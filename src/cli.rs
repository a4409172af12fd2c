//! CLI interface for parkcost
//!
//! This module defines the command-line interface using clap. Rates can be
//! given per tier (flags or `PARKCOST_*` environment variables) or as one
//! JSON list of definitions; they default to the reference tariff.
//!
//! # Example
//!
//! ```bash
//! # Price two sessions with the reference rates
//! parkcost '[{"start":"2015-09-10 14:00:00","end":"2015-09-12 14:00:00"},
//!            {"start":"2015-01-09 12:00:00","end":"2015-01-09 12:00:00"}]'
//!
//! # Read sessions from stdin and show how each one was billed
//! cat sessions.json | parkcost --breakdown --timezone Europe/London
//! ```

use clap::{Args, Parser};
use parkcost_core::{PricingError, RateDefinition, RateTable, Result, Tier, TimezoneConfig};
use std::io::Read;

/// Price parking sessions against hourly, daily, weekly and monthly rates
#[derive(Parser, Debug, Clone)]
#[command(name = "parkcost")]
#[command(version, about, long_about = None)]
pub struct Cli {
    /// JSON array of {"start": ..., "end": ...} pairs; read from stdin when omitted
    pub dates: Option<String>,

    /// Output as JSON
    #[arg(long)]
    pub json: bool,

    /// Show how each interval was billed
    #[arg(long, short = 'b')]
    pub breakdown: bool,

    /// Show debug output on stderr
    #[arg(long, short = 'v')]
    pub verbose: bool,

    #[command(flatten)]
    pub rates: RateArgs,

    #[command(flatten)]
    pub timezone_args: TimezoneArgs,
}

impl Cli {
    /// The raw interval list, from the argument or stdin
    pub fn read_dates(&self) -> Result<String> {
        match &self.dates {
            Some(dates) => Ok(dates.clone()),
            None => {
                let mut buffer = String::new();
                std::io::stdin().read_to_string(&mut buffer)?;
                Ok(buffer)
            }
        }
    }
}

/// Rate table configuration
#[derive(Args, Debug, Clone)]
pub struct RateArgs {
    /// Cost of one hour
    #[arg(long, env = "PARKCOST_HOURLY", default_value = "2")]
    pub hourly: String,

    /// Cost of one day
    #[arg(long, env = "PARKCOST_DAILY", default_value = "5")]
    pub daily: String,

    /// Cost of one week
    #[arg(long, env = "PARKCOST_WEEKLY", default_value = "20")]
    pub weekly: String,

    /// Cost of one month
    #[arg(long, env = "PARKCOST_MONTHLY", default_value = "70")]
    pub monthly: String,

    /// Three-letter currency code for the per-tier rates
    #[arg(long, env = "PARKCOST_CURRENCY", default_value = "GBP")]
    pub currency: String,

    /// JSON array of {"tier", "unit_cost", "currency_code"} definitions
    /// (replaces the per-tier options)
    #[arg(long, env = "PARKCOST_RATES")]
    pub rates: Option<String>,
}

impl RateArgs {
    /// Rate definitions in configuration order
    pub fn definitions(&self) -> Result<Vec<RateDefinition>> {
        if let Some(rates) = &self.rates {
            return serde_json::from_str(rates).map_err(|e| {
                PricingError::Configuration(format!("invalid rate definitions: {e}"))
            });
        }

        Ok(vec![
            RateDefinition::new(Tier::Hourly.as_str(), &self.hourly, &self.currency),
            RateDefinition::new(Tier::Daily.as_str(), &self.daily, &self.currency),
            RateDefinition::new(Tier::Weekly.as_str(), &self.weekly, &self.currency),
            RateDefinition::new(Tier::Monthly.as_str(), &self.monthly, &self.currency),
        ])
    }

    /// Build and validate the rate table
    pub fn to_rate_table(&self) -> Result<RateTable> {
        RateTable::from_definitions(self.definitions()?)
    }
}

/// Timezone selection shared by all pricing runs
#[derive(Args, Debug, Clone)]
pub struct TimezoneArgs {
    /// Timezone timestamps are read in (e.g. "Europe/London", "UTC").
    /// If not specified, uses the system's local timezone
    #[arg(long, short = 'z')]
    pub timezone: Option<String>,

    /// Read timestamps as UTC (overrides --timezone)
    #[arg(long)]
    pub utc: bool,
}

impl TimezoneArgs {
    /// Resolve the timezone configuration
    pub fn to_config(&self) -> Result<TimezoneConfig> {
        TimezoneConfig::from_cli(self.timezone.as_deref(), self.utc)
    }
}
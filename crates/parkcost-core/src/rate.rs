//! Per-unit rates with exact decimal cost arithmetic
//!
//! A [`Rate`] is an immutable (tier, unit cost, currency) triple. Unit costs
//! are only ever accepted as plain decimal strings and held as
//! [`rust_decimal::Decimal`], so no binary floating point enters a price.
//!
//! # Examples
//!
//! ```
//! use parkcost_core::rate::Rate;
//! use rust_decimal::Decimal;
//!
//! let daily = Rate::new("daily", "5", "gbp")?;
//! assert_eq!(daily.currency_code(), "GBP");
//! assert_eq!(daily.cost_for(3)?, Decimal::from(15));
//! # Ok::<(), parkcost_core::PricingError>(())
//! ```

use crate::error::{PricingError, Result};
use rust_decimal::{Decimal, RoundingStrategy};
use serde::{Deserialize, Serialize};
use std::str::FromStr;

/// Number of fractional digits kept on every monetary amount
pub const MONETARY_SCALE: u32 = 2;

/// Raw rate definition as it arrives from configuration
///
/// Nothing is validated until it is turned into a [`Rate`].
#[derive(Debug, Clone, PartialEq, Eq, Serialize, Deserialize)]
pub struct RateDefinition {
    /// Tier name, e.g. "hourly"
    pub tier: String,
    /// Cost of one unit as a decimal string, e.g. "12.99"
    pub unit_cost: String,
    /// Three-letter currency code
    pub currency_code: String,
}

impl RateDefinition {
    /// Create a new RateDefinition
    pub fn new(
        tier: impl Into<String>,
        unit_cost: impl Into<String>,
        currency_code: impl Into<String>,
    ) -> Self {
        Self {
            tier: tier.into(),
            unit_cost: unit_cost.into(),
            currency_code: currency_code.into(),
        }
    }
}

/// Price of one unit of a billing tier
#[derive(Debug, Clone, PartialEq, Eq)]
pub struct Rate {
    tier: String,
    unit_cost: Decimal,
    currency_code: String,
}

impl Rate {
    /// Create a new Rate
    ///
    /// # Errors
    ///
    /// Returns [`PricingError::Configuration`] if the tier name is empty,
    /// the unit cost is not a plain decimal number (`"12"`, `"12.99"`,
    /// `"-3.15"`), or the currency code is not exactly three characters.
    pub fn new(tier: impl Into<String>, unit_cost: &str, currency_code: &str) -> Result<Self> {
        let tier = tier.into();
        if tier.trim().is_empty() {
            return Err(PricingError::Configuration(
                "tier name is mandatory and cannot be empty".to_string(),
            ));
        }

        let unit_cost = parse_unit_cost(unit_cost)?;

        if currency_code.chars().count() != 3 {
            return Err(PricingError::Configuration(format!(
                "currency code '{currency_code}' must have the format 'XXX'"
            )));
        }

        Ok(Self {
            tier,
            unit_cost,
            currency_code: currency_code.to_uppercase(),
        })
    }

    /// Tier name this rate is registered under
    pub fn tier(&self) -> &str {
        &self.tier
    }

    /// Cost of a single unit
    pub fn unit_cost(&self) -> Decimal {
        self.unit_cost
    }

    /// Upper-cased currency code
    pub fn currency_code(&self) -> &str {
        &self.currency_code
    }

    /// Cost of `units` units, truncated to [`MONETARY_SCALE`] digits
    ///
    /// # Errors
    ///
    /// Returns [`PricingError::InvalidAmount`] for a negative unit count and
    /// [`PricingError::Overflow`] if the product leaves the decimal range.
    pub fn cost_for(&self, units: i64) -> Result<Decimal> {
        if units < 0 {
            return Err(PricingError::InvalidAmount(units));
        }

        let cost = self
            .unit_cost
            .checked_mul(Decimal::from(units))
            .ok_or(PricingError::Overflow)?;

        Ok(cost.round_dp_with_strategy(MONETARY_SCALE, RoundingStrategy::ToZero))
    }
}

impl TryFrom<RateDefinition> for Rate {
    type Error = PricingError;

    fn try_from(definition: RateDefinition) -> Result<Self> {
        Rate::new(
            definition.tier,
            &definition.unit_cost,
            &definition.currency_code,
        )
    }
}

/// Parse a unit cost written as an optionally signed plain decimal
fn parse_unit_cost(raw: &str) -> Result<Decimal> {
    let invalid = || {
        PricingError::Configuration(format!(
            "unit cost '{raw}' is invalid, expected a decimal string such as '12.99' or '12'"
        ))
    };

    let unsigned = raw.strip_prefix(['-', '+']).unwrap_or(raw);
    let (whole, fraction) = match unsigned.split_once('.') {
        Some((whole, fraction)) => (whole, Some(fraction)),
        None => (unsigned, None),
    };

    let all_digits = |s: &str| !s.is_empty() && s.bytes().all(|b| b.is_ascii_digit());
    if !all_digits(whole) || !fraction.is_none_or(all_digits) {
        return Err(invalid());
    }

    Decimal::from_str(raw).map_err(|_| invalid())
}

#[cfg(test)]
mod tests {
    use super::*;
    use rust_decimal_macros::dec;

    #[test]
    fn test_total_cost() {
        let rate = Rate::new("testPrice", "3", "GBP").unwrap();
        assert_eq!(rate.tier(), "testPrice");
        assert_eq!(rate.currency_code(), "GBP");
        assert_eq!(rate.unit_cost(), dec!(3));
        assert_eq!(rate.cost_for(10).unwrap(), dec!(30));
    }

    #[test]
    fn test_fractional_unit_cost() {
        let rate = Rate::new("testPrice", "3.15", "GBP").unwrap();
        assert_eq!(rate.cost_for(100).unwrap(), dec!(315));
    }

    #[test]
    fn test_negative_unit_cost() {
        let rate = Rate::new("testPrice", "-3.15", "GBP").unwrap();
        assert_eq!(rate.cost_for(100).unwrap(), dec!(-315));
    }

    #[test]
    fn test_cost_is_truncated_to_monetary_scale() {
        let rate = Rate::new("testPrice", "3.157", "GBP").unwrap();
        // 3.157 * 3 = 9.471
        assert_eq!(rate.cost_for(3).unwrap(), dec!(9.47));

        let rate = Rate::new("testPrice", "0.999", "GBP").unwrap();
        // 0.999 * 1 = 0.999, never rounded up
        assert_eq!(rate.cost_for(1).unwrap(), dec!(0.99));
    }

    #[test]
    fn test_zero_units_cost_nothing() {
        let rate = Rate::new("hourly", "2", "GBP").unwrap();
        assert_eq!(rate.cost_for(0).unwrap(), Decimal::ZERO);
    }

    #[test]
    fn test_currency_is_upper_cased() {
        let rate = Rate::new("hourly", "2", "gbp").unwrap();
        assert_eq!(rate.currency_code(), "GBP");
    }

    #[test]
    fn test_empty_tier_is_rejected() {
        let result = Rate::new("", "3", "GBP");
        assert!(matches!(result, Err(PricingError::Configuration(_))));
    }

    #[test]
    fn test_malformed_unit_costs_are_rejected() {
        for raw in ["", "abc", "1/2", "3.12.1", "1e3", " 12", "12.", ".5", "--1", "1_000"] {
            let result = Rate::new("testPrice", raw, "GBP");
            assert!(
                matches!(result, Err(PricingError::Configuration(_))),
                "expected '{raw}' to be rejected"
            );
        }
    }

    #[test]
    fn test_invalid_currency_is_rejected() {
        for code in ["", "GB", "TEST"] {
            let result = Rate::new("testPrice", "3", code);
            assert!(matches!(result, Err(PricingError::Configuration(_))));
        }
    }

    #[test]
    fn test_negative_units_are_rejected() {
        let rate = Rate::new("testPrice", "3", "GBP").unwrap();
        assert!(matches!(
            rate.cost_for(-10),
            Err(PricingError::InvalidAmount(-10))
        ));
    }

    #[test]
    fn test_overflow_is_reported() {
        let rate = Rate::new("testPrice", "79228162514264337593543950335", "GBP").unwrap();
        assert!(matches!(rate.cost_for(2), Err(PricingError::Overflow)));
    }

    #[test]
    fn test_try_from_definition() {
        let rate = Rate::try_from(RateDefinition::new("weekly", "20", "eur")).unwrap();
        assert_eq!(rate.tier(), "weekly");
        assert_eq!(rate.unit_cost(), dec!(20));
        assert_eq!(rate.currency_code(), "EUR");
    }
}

·····

WHAT TO DO: Using the material above, copy every line in which the string "struct" occurs.

SOLUTION TO THIS PROBLEM:
pub struct Cli {
pub struct RateArgs {
pub struct TimezoneArgs {
pub struct RateDefinition {
pub struct Rate {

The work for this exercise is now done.